Mercury’s Low-Degree Geoid and Topography from Insolation-Driven Elastic Deformation
Tuesday, 16 December 2014
Because of Mercury’s high eccentricity, nearly zero obliquity, and 3:2 spin-orbit resonance, the planet’s surface is characterized by an average insolation pattern resulting in longitudinal and latitudinal temperature variations that can be expressed in terms of the (2,0), (2,2) and (4,0) harmonics [Vasavada et al., 1999]. We show that the temperature anomalies that propagate from the surface into the deep mantle can be used to interpret the above harmonics of the geoid and topography spectra in terms of the elastic response of the lithosphere and mantle. Using 3D numerical simulations of thermal evolution constrained by MESSENGER observations [Tosi et al., 2013], we first demonstrate that mantle convection either ceased in the past or, at most, is very weak at present, implying that the mantle is in a conductive or nearly-conductive state. As a consequence, the power spectra of the geoid and topography due to present-day mantle convection only are orders of magnitude smaller than the observed ones. We assume therefore that present-day heat transport in the mantle occurs primarily via thermal conduction and numerically solve the diffusion equation in a 3D spherical shell with variable surface temperature and internal heat sources partitioned between the mantle and a crust of variable thickness according to different enrichment factors. We obtain a set of temperature distributions that are employed to calculate the deformation of a compressible elastic layer overlying a quasi-hydrostatic mantle in which shear stresses are assumed to be relaxed and deformation solely induced by thermal and mechanical compressibility.

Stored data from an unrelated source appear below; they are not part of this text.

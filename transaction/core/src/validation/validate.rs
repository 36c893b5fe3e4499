// Copyright (c) 2025 The Vela Foundation

//! Transaction validation.

use super::error::{TransactionValidationError, TransactionValidationResult};
use crate::{
    constants::{MAX_INPUTS, MAX_OUTPUTS, MAX_TOMBSTONE_BLOCKS, MAX_TX_SIZE, RING_SIZE},
    tx::{Tx, TxPrefix},
};
use rand_core::{CryptoRng, RngCore};
use vela_common::HashSet;

/// Determines if the transaction is valid, with respect to the provided
/// context.
///
/// # Arguments
/// * `tx` - A pending transaction.
/// * `current_block_index` - The index of the current block that is being
///   built.
/// * `minimum_fee` - The smallest fee the network accepts.
/// * `csprng` - Cryptographically secure random number generator.
///
/// Note: the transaction must also not contain a key image that has
/// previously been spent, nor an output public key that already appears in
/// the ledger. Those checks require ledger state and are performed by the
/// validator, not here.
pub fn validate<R: RngCore + CryptoRng>(
    tx: &Tx,
    current_block_index: u64,
    minimum_fee: u64,
    csprng: &mut R,
) -> TransactionValidationResult<()> {
    validate_structure(tx, current_block_index, minimum_fee, MAX_TX_SIZE)?;

    validate_signature(tx, csprng)?;

    Ok(())
}

/// Everything that can be decided from the transaction's shape alone, without
/// verifying any cryptography.
///
/// These checks are cheap, so they run before the signature is touched.
pub fn validate_structure(
    tx: &Tx,
    current_block_index: u64,
    minimum_fee: u64,
    maximum_tx_size: usize,
) -> TransactionValidationResult<()> {
    validate_number_of_inputs(&tx.prefix, MAX_INPUTS)?;

    validate_number_of_outputs(&tx.prefix, MAX_OUTPUTS)?;

    validate_transaction_size(tx, maximum_tx_size)?;

    validate_ring_sizes(&tx.prefix, RING_SIZE)?;

    validate_ring_elements_are_unique(&tx.prefix)?;

    validate_ring_elements_are_sorted(&tx.prefix)?;

    validate_inputs_are_sorted(&tx.prefix)?;

    validate_outputs_are_sorted(&tx.prefix)?;

    validate_key_images_are_unique(tx)?;

    validate_outputs_public_keys_are_unique(tx)?;

    validate_transaction_fee(tx, minimum_fee)?;

    validate_tombstone(current_block_index, tx.prefix.tombstone_block)?;

    Ok(())
}

/// The canonical encoding of the transaction must fit in `maximum_size`
/// bytes.
pub fn validate_transaction_size(tx: &Tx, maximum_size: usize) -> TransactionValidationResult<()> {
    let size = vela_util_serial::encode(tx)
        .expect("canonical encoding of a wire type is infallible")
        .len();
    if size > maximum_size {
        return Err(TransactionValidationError::TransactionTooLarge);
    }

    Ok(())
}

/// The transaction must have at least one input, and no more than the maximum
/// allowed number of inputs.
pub fn validate_number_of_inputs(
    tx_prefix: &TxPrefix,
    maximum_allowed_inputs: u64,
) -> TransactionValidationResult<()> {
    let num_inputs = tx_prefix.inputs.len();

    // Each transaction must have at least one input.
    if num_inputs == 0 {
        return Err(TransactionValidationError::NoInputs);
    }

    // Each transaction must have no more than the maximum allowed number of inputs.
    if num_inputs > maximum_allowed_inputs as usize {
        return Err(TransactionValidationError::TooManyInputs);
    }

    Ok(())
}

/// The transaction must have at least one output.
pub fn validate_number_of_outputs(
    tx_prefix: &TxPrefix,
    maximum_allowed_outputs: u64,
) -> TransactionValidationResult<()> {
    let num_outputs = tx_prefix.outputs.len();

    // Each transaction must have at least one output.
    if num_outputs == 0 {
        return Err(TransactionValidationError::NoOutputs);
    }

    // Each transaction must have no more than the maximum allowed number of
    // outputs.
    if num_outputs > maximum_allowed_outputs as usize {
        return Err(TransactionValidationError::TooManyOutputs);
    }

    Ok(())
}

/// Each input must contain a ring of at least `minimum_ring_size` elements,
/// and all rings in a transaction must have the same size.
pub fn validate_ring_sizes(
    tx_prefix: &TxPrefix,
    minimum_ring_size: usize,
) -> TransactionValidationResult<()> {
    for input in &tx_prefix.inputs {
        if input.ring.len() < minimum_ring_size {
            return Err(TransactionValidationError::InsufficientRingSize);
        }
        if input.ring.len() != tx_prefix.inputs[0].ring.len() {
            return Err(TransactionValidationError::UnequalRingSizes);
        }
    }
    Ok(())
}

/// Ring elements must be unique across all of the transaction's rings.
pub fn validate_ring_elements_are_unique(tx_prefix: &TxPrefix) -> TransactionValidationResult<()> {
    let mut ring_elements = HashSet::default();
    for input in tx_prefix.inputs.iter() {
        for elem in input.ring.iter() {
            if !ring_elements.insert(elem) {
                return Err(TransactionValidationError::DuplicateRingElements);
            }
        }
    }
    Ok(())
}

/// Elements in a ring must be sorted.
pub fn validate_ring_elements_are_sorted(tx_prefix: &TxPrefix) -> TransactionValidationResult<()> {
    for tx_in in &tx_prefix.inputs {
        check_sorted(
            &tx_in.ring,
            |a, b| a.public_key < b.public_key,
            TransactionValidationError::UnsortedRingElements,
        )?;
    }

    Ok(())
}

/// Inputs must be sorted by the public key of the first ring element of each
/// input.
pub fn validate_inputs_are_sorted(tx_prefix: &TxPrefix) -> TransactionValidationResult<()> {
    check_sorted(
        &tx_prefix.inputs,
        |a, b| {
            !a.ring.is_empty() && !b.ring.is_empty() && a.ring[0].public_key < b.ring[0].public_key
        },
        TransactionValidationError::UnsortedInputs,
    )
}

/// Outputs must be sorted by the tx public key.
pub fn validate_outputs_are_sorted(tx_prefix: &TxPrefix) -> TransactionValidationResult<()> {
    check_sorted(
        &tx_prefix.outputs,
        |a, b| a.public_key < b.public_key,
        TransactionValidationError::UnsortedOutputs,
    )
}

/// All key images within the transaction must be unique.
pub fn validate_key_images_are_unique(tx: &Tx) -> TransactionValidationResult<()> {
    check_unique(
        &tx.key_images(),
        TransactionValidationError::DuplicateKeyImages,
    )
}

/// All output public keys within the transaction must be unique.
pub fn validate_outputs_public_keys_are_unique(tx: &Tx) -> TransactionValidationResult<()> {
    check_unique(
        &tx.output_public_keys(),
        TransactionValidationError::DuplicateOutputPublicKey,
    )
}

/// Verifies the transaction signature.
///
/// A valid signature implies that:
/// * tx.prefix has not been modified,
/// * The signer owns one element in each input ring,
/// * Each key image corresponds to the spent ring element,
/// * The outputs have values in [0,2^64),
/// * The transaction does not create or destroy value.
pub fn validate_signature<R: RngCore + CryptoRng>(
    tx: &Tx,
    rng: &mut R,
) -> TransactionValidationResult<()> {
    let rings = tx.prefix.get_input_rings();
    let output_commitments = tx.prefix.output_commitments();

    tx.signature
        .verify(
            tx.prefix.hash().as_bytes(),
            &rings,
            &output_commitments,
            tx.prefix.fee,
            rng,
        )
        .map_err(TransactionValidationError::InvalidTransactionSignature)
}

/// The fee amount must be greater than or equal to the given minimum fee.
pub fn validate_transaction_fee(tx: &Tx, minimum_fee: u64) -> TransactionValidationResult<()> {
    if tx.prefix.fee < minimum_fee {
        Err(TransactionValidationError::TxFeeError)
    } else {
        Ok(())
    }
}

/// The transaction must be not have expired, or be too long-lived.
///
/// # Arguments
/// * `current_block_index` - The index of the block currently being built.
/// * `tombstone_block_index` - The block index at which this transaction is no
///   longer considered valid.
pub fn validate_tombstone(
    current_block_index: u64,
    tombstone_block_index: u64,
) -> TransactionValidationResult<()> {
    if current_block_index >= tombstone_block_index {
        return Err(TransactionValidationError::TombstoneBlockExceeded);
    }

    let limit = current_block_index + MAX_TOMBSTONE_BLOCKS;
    if tombstone_block_index > limit {
        return Err(TransactionValidationError::TombstoneBlockTooFar);
    }

    Ok(())
}

fn check_sorted<T>(
    values: &[T],
    ordered: fn(&T, &T) -> bool,
    err: TransactionValidationError,
) -> TransactionValidationResult<()> {
    if !values.windows(2).all(|pair| ordered(&pair[0], &pair[1])) {
        return Err(err);
    }

    Ok(())
}

fn check_unique<T: core::hash::Hash + Eq>(
    values: &[T],
    err: TransactionValidationError,
) -> TransactionValidationResult<()> {
    let mut uniques = HashSet::default();
    for value in values.iter() {
        if !uniques.insert(value) {
            return Err(err);
        }
    }

    Ok(())
}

The surface displacements calculated with this model are then compared against the observed topography, while the internal density anomalies and the displacements of the surface and core-mantle boundary are used to calculate Mercury’s geoid. We thoroughly explore the parameter space by varying the thickness of the boundary between the elastic and quasi-hydrostatic layers, the lithosphere’s elastic parameters and the coefficient of thermal expansion. Our model can reproduce more than 90% of the observed low-degree geoid and topography thereby allowing us to constrain the effective thickness of Mercury’s elastic lithosphere.